SECOND AMENDMENT TO ASSET PURCHASE AGREEMENT
THIS SECOND AMENDMENT TO ASSET PURCHASE AGREEMENT (this “Second Amendment”) is made effective as of the 30th day of September, 2015 (the “Effective Date”), notwithstanding the actual date of execution, by and between RIVERCHASE VILLAGE ADK, LLC, a Georgia limited liability company (“Seller”) and OMEGA COMMUNITIES, LLC, a Florida limited liability company (“Purchaser”).
RECITALS
WHEREAS, Seller and Purchaser previously entered into that certain Asset Purchase Agreement dated June 11, 2015, as amended by that certain First Amendment thereto dated August 6, 2015 (the “First Amendment”), for the sale and purchase of the real property described therein (as amended by the First Amendment, the “Agreement”); and
WHEREAS, Seller and Purchaser acknowledge that it is in their mutual interest to enter into this Amendment to make certain changes to the Agreement as set forth below.
AGREEMENT
NOW, THEREFORE, in consideration of the foregoing recitals, the mutual covenants and conditions hereinafter contained, and other good and valuable consideration, the receipt of sufficiency of which are hereby acknowledged, the undersigned Seller and Purchaser do hereby covenant, declare, acknowledge and agree as follows:
1.All defined terms and words set forth in this Second Amendment shall have the same meaning and definitions as set forth in the Agreement unless specifically provided otherwise in this Second Amendment.

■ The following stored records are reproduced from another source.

//! Risk appetite questionnaire: question model, answers, and scoring.
//!
//! A [`Questionnaire`] is an ordered, validated set of weighted questions.
//! Order matters only for presentation; scoring is keyed by question id.
//!
//! Public surface:
//! - [`Question`], [`AnswerKind`], [`Answer`], [`Answers`]
//! - [`Questionnaire`] with [`Questionnaire::standard`] for the fixed catalogue
//! - [`sentiment_classify`], [`compute_weighted_score`], [`classify_tier`]
//! - [`ScoreResult`], [`RiskTier`], [`InvalidAnswer`]

mod catalog;
mod scoring;
mod sentiment;

use std::collections::{HashMap, HashSet};
use std::fmt;

pub use scoring::{
    InvalidAnswer, InvalidAnswerReason, RiskTier, ScoreResult, classify_tier,
    compute_weighted_score,
};
pub use sentiment::{NEGATIVE_KEYWORDS, POSITIVE_KEYWORDS, sentiment_classify};

/// Answers keyed by question id.
pub type Answers = HashMap<String, Answer>;

/// The input shape a question accepts.
#[derive(Debug, Clone, Copy, PartialEq, Eq, Hash)]
pub enum AnswerKind {
    /// Integer from 1 to 5.
    Scale1to5,
    /// Integer from 1 to 3.
    Scale1to3,
    /// Free text scored by the keyword sentiment heuristic.
    FreeText,
}

impl AnswerKind {
    /// Inclusive bounds for numeric kinds; `None` for free text.
    #[must_use]
    pub fn scale_bounds(self) -> Option<(u8, u8)> {
        match self {
            Self::Scale1to5 => Some((1, 5)),
            Self::Scale1to3 => Some((1, 3)),
            Self::FreeText => None,
        }
    }
}

impl fmt::Display for AnswerKind {
    fn fmt(&self, f: &mut fmt::Formatter<'_>) -> fmt::Result {
        match self.scale_bounds() {
            Some((min, max)) => write!(f, "an integer from {min} to {max}"),
            None => f.write_str("free text"),
        }
    }
}

/// A single answer as supplied by the caller.
#[derive(Debug, Clone, PartialEq, Eq)]
pub enum Answer {
    /// A numeric scale answer; range is checked against the question.
    Scale(i64),
    /// A free-text answer.
    Text(String),
}

impl From<i64> for Answer {
    fn from(value: i64) -> Self {
        Self::Scale(value)
    }
}

impl From<&str> for Answer {
    fn from(value: &str) -> Self {
        Self::Text(value.to_owned())
    }
}

impl From<String> for Answer {
    fn from(value: String) -> Self {
        Self::Text(value)
    }
}

/// Errors raised while building a questionnaire.
#[derive(Debug, Clone, PartialEq, thiserror::Error)]
pub enum QuestionnaireError {
    /// A questionnaire needs at least one question.
    #[error("questionnaire must contain at least one question")]
    Empty,
    /// Question ids must not be blank.
    #[error("question id must not be empty")]
    EmptyId,
    /// Question ids must be unique.
    #[error("duplicate question id `{id}`")]
    DuplicateId {
        /// The repeated id.
        id: String,
    },
    /// Weights must be finite and strictly positive.
    #[error("question `{id}` has invalid weight {weight}; weights must be finite and > 0")]
    InvalidWeight {
        /// The offending question id.
        id: String,
        /// The rejected weight.
        weight: f64,
    },
}

/// One weighted questionnaire item.
#[derive(Debug, Clone, PartialEq)]
pub struct Question {
    id: String,
    title: String,
    prompt: String,
    weight: f64,
    kind: AnswerKind,
}

impl Question {
    /// Validate and construct a question.
    ///
    /// # Examples
    /// ```
    /// use risk_appetite::domain::questionnaire::{AnswerKind, Question};
    ///
    /// let question = Question::new("horizon", "Horizon", "Pick 1-3", 1.0, AnswerKind::Scale1to3)
    ///     .expect("valid question");
    /// assert_eq!(question.id(), "horizon");
    /// ```
    pub fn new(
        id: impl Into<String>,
        title: impl Into<String>,
        prompt: impl Into<String>,
        weight: f64,
        kind: AnswerKind,
    ) -> Result<Self, QuestionnaireError> {
        let id = id.into();
        if id.trim().is_empty() {
            return Err(QuestionnaireError::EmptyId);
        }
        if !weight.is_finite() || weight <= 0.0 {
            return Err(QuestionnaireError::InvalidWeight { id, weight });
        }
        Ok(Self {
            id,
            title: title.into(),
            prompt: prompt.into(),
            weight,
            kind,
        })
    }

    /// Stable key answers are matched against.
    pub fn id(&self) -> &str {
        &self.id
    }

    /// Short heading for presentation.
    pub fn title(&self) -> &str {
        &self.title
    }

    /// Full prompt shown to the respondent.
    pub fn prompt(&self) -> &str {
        &self.prompt
    }

    /// Scoring weight; always finite and positive.
    pub fn weight(&self) -> f64 {
        self.weight
    }

    /// Accepted answer shape.
    pub fn kind(&self) -> AnswerKind {
        self.kind
    }
}

/// Ordered catalogue of questions.
///
/// ## Invariants
/// - At least one question.
/// - Ids are unique and non-blank; weights are finite and positive.
#[derive(Debug, Clone, PartialEq)]
pub struct Questionnaire {
    questions: Vec<Question>,
}

impl Questionnaire {
    /// Build a questionnaire from already validated questions.
    pub fn new(questions: Vec<Question>) -> Result<Self, QuestionnaireError> {
        if questions.is_empty() {
            return Err(QuestionnaireError::Empty);
        }
        let mut seen = HashSet::with_capacity(questions.len());
        for question in &questions {
            if !seen.insert(question.id()) {
                return Err(QuestionnaireError::DuplicateId {
                    id: question.id().to_owned(),
                });
            }
        }
        Ok(Self { questions })
    }

    /// The fixed ten-question risk appetite catalogue.
    #[must_use]
    pub fn standard() -> Self {
        Self {
            questions: catalog::standard_questions(),
        }
    }

    /// Questions in presentation order.
    pub fn questions(&self) -> &[Question] {
        &self.questions
    }

    /// Look up a question by id.
    pub fn question(&self, id: &str) -> Option<&Question> {
        self.questions.iter().find(|question| question.id() == id)
    }

    /// Sum of all question weights.
    pub fn total_weight(&self) -> f64 {
        self.questions.iter().map(Question::weight).sum()
    }

    /// Score a complete set of answers and classify the result.
    ///
    /// # Examples
    /// ```
    /// use risk_appetite::domain::questionnaire::{Answers, Questionnaire, RiskTier};
    ///
    /// let questionnaire = Questionnaire::standard();
    /// let answers: Answers = questionnaire
    ///     .questions()
    ///     .iter()
    ///     .map(|q| match q.kind().scale_bounds() {
    ///         Some((_, max)) => (q.id().to_owned(), i64::from(max).into()),
    ///         None => (q.id().to_owned(), "a valuable lesson".into()),
    ///     })
    ///     .collect();
    /// let result = questionnaire.score(&answers).expect("complete answers");
    /// assert_eq!(result.tier(), RiskTier::High);
    /// ```
    pub fn score(&self, answers: &Answers) -> Result<ScoreResult, InvalidAnswer> {
        let normalized = compute_weighted_score(answers, self)?;
        Ok(ScoreResult::new(normalized, classify_tier(normalized)))
    }
}

impl Default for Questionnaire {
    fn default() -> Self {
        Self::standard()
    }
}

2.(a)    Purchaser previously deposited the Initial Deposit (as such term is defined in the Agreement) with the Title Company in the amount of $100,000.00, which such Initial Deposit was released to Seller upon execution of the First Amendment. Seller hereby acknowledges receipt of the Initial Deposit. As of the date hereof, Buyer has not deposited any additional earnest money. The Initial Deposit shall be held and disbursed in accordance with the First Amendment.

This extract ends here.